Blog - 07 February 2022
As we begin another school year, it is always a great time to reflect on the role that screens and the digital world play in our lives and in those of the young people in our care. We can use this time to look at screentime habits and behaviours that may need to be tweaked, any boundaries that may need to be assessed and engage in conversations that may need to take place. Coinciding with this, is Safer Internet Day, which is also a reminder of the importance of staying safe and looking after the health and wellbeing of everyone online, especially our young people.
The theme of this year's Safer Internet Day is to ‘play it fair online’. Whether we are playing games, commenting, connecting, searching, listening, watching, reading or sharing, everyone deserves to have a fair go online. Everyone deserves to participate in this very global, connected, public and permanent world, free from judgement, prejudice, inequality, harassment, bullying, stalking, abuse or fear. So it is absolutely true that we must continue to teach, to role model and to ensure that positive online behaviours and safety remain a focus.
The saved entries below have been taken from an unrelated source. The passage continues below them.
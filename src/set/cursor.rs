use crate::error::Result;
use crate::set::SkipSet;

/// A position in a [`SkipSet`]: an element, or `end()`.
///
/// Cursors are small copyable handles, not borrows, so they stay usable
/// while the set is mutated. A cursor is invalidated only when the element
/// it addresses is erased; every operation that takes one reports
/// [`Error::StaleCursor`](crate::Error::StaleCursor) for it instead of
/// reading a recycled node. Two cursors are equal when they address the
/// same node of the same set.
///
/// Stepping only follows level-0 links, so it does not depend on how many
/// levels the node spans.
#[derive(Debug, Clone, Copy, PartialEq, Eq, Hash)]
pub struct Cursor {
    pub(crate) owner: u64,
    pub(crate) index: usize,
    pub(crate) generation: u32,
}

impl Cursor {
    /// Move to the next element (`++it`). Returns the new position.
    ///
    /// Fails with `OutOfRange` when already at `end()`.
    pub fn increment<T, L>(&mut self, set: &SkipSet<T, L>) -> Result<Cursor> {
        *self = set.successor(*self)?;
        Ok(*self)
    }

    /// Move to the next element (`it++`). Returns the old position.
    pub fn post_increment<T, L>(&mut self, set: &SkipSet<T, L>) -> Result<Cursor> {
        let old = *self;
        *self = set.successor(old)?;
        Ok(old)
    }

    /// Move to the previous element (`--it`). Returns the new position.
    ///
    /// Fails with `OutOfRange` when already at `begin()`.
    pub fn decrement<T, L>(&mut self, set: &SkipSet<T, L>) -> Result<Cursor> {
        *self = set.predecessor(*self)?;
        Ok(*self)
    }

    /// Move to the previous element (`it--`). Returns the old position.
    pub fn post_decrement<T, L>(&mut self, set: &SkipSet<T, L>) -> Result<Cursor> {
        let old = *self;
        *self = set.predecessor(old)?;
        Ok(old)
    }
}
// Copy, clear, swap and ownership transfer.

use skipset::{LevelOracle, Options, SkipSet};

// =============================================================================
// Test 1: Clone is a deep, independent copy
// =============================================================================
#[test]
fn clone_is_independent() {
    let mut original = SkipSet::with_seed(1);
    original.extend([3, 1, 4, 5, 9, 2, 6]);

    let mut copy = original.clone();
    assert_eq!(copy, original);
    copy.check_invariants().unwrap();

    copy.erase(&4);
    copy.insert(100);
    assert_eq!(original.iter().copied().collect::<Vec<_>>(), vec![1, 2, 3, 4, 5, 6, 9]);
    assert_eq!(copy.iter().copied().collect::<Vec<_>>(), vec![1, 2, 3, 5, 6, 9, 100]);

    original.clear();
    assert_eq!(copy.len(), 7);
}

// =============================================================================
// Test 2: Cursors do not cross between a set and its clone
// =============================================================================
#[test]
fn clone_has_its_own_cursors() {
    let original: SkipSet<i32> = (0..10).collect();
    let copy = original.clone();
    assert_ne!(original.begin(), copy.begin());
    assert!(copy.get(original.find(&5)).is_err());
}

// =============================================================================
// Test 3: clone_from replaces contents
// =============================================================================
#[test]
fn clone_from_overwrites() {
    let source: SkipSet<i32> = [7, 8, 9].into_iter().collect();
    let mut target: SkipSet<i32> = (0..50).collect();
    let stale = target.find(&3);

    target.clone_from(&source);
    assert_eq!(target, source);
    assert!(target.get(stale).is_err());
    target.check_invariants().unwrap();
}

// =============================================================================
// Test 4: clear empties and resets the levels
// =============================================================================
#[test]
fn clear_resets_structure() {
    let mut set = SkipSet::with_seed(4);
    set.extend(0..1_000);
    assert!(set.levels() > 1);
    let end = set.end();
    let some = set.find(&500);

    set.clear();
    assert!(set.is_empty());
    assert_eq!(set.levels(), 1);
    assert_eq!(set.begin(), set.end());
    assert_eq!(set.end(), end);
    assert!(set.get(some).is_err());
    set.check_invariants().unwrap();

    // reusable afterwards
    set.extend([2, 1]);
    assert_eq!(set.iter().copied().collect::<Vec<_>>(), vec![1, 2]);
    set.check_invariants().unwrap();
}

// =============================================================================
// Test 5: swap exchanges contents and cursors follow
// =============================================================================
#[test]
fn swap_moves_cursors_with_contents() {
    let mut a: SkipSet<i32> = [1, 2, 3].into_iter().collect();
    let mut b: SkipSet<i32> = [10, 20].into_iter().collect();
    let two = a.find(&2);

    a.swap(&mut b);
    assert_eq!(a.len(), 2);
    assert_eq!(b.len(), 3);
    assert_eq!(b.get(two), Ok(&2));
    assert!(a.get(two).is_err());
}

// =============================================================================
// Test 6: Owning iteration
// =============================================================================
#[test]
fn into_iter_yields_owned_values_in_order() {
    let set: SkipSet<String> = ["b", "c", "a"].into_iter().map(String::from).collect();
    let mut iter = set.into_iter();
    assert_eq!(iter.len(), 3);
    assert_eq!(iter.next_back().as_deref(), Some("c"));
    assert_eq!(iter.collect::<Vec<_>>(), vec!["a", "b"]);
}

// =============================================================================
// Test 7: Debug prints as a set
// =============================================================================
#[test]
fn debug_formats_like_a_set() {
    let set: SkipSet<i32> = [2, 1].into_iter().collect();
    assert_eq!(format!("{set:?}"), "{1, 2}");
}

// =============================================================================
// Test 8: Custom oracle with options
// =============================================================================
#[derive(Clone)]
struct Constant(usize);

impl LevelOracle for Constant {
    fn sample_level(&mut self) -> usize {
        self.0
    }
}

#[test]
fn custom_oracle_controls_heights() {
    let mut set = SkipSet::with_oracle_and_options(Constant(3), Options::new().with_capacity(16));
    set.extend(0..10);
    assert_eq!(set.levels(), 3);
    let mut cursor = set.begin();
    while cursor != set.end() {
        assert_eq!(set.node_levels(cursor), Ok(3));
        cursor.increment(&set).unwrap();
    }

    let copy = set.clone();
    assert_eq!(copy.levels(), 3);
    assert_eq!(copy.oracle().0, 3);
    assert_eq!(copy, set);
}

// =============================================================================
// Test 9: Values are dropped exactly once
// =============================================================================
#[test]
fn values_dropped_on_erase_and_clear() {
    use std::rc::Rc;

    let token = Rc::new(());
    let mut set = SkipSet::with_seed(9);
    for i in 0..20 {
        set.insert((i, Rc::clone(&token)));
    }
    assert_eq!(Rc::strong_count(&token), 21);

    set.erase(&(3, Rc::clone(&token)));
    assert_eq!(Rc::strong_count(&token), 20);

    set.clear();
    assert_eq!(Rc::strong_count(&token), 1);

    set.insert((1, Rc::clone(&token)));
    drop(set);
    assert_eq!(Rc::strong_count(&token), 1);
}
use std::iter::FusedIterator;

use crate::set::SkipSet;
use crate::set::node::{HEAD, NodeStore, TAIL};

/// Borrowing iterator over a set in ascending order.
///
/// Walks the level-0 chain from both ends; `front` and `back` are the next
/// node to yield from each side, and `remaining` keeps them from crossing.
pub struct Iter<'a, T> {
    store: &'a NodeStore<T>,
    front: usize,
    back: usize,
    remaining: usize,
}

impl<'a, T> Iter<'a, T> {
    pub(crate) fn new(store: &'a NodeStore<T>, len: usize) -> Self {
        Iter {
            store,
            front: store.node(HEAD).forward[0],
            back: store.node(TAIL).backward[0],
            remaining: len,
        }
    }
}

impl<T> Clone for Iter<'_, T> {
    fn clone(&self) -> Self {
        Iter {
            store: self.store,
            front: self.front,
            back: self.back,
            remaining: self.remaining,
        }
    }
}

impl<'a, T> Iterator for Iter<'a, T> {
    type Item = &'a T;

    fn next(&mut self) -> Option<&'a T> {
        if self.remaining == 0 {
            return None;
        }
        let node = self.store.node(self.front);
        self.front = node.forward[0];
        self.remaining -= 1;
        node.value()
    }

    fn size_hint(&self) -> (usize, Option<usize>) {
        (self.remaining, Some(self.remaining))
    }
}

impl<'a, T> DoubleEndedIterator for Iter<'a, T> {
    fn next_back(&mut self) -> Option<&'a T> {
        if self.remaining == 0 {
            return None;
        }
        let node = self.store.node(self.back);
        self.back = node.backward[0];
        self.remaining -= 1;
        node.value()
    }
}

impl<T> ExactSizeIterator for Iter<'_, T> {}

impl<T> FusedIterator for Iter<'_, T> {}

/// Owning iterator, yields elements in ascending order.
pub struct IntoIter<T, L> {
    set: SkipSet<T, L>,
}

impl<T, L> IntoIter<T, L> {
    pub(crate) fn new(set: SkipSet<T, L>) -> Self {
        IntoIter { set }
    }
}

impl<T, L> Iterator for IntoIter<T, L> {
    type Item = T;

    fn next(&mut self) -> Option<T> {
        self.set.pop_first()
    }

    fn size_hint(&self) -> (usize, Option<usize>) {
        (self.set.len(), Some(self.set.len()))
    }
}

impl<T, L> DoubleEndedIterator for IntoIter<T, L> {
    fn next_back(&mut self) -> Option<T> {
        self.set.pop_last()
    }
}

impl<T, L> ExactSizeIterator for IntoIter<T, L> {}

impl<T, L> FusedIterator for IntoIter<T, L> {}

impl<'a, T, L> IntoIterator for &'a SkipSet<T, L> {
    type Item = &'a T;
    type IntoIter = Iter<'a, T>;

    fn into_iter(self) -> Iter<'a, T> {
        self.iter()
    }
}

impl<T, L> IntoIterator for SkipSet<T, L> {
    type Item = T;
    type IntoIter = IntoIter<T, L>;

    fn into_iter(self) -> IntoIter<T, L> {
        IntoIter::new(self)
    }
}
It is also true that the last couple of years have seen a huge expansion in the role that screens and the digital world have played. The screens provided greater opportunities to learn, to work, to be informed, to connect, to socialise and to be entertained. When so many of the traditional ways of doing these things were taken away, the technology stepped in to fill many of the voids.
As we return to school, to work and to regular activities again, there is also apprehension from many on how they can ensure their young people are able to wean back some of that screentime and to ensure a sense of balance is restored or maintained.
So in order to play it fair online, to stay safe, to maintain mental health and wellbeing, and to return to some more positive and balanced digital habits, there are a few things we can continue to do, to kick start the year with positive online behaviours.
Just as we need to have regular time outs on the sporting field, to have half time breaks and time on the bench, we also need to ensure that we experience plenty of breaks from the screens. Both for our physical and mental wellbeing. We need to be injecting regular moments of physical activity and movement and regular times to be looking away from a screen. Our bodies, our brains and even our eyes were not made for the constant processing of information, the relentless pings and notifications, the sedentary lifestyle and the constant staring at a screen. But whilst screentime hours may have crept up significantly over the last couple of years, making some conscious efforts to slowly wean back that time and take regular breaks, is also going to be easier than asking a young person to drastically or suddenly reduce that time. So incorporate regular reminders to get up and go for a quick walk, stretch the body, shoot some hoops, look away, blink the eyes, close the eyes and immerse oneself in nature and fresh air. Sleep is also an integral part of young people's wellbeing and development, so be sure to remove those screens from the bedtime routine and put them away at least an hour before going to bed.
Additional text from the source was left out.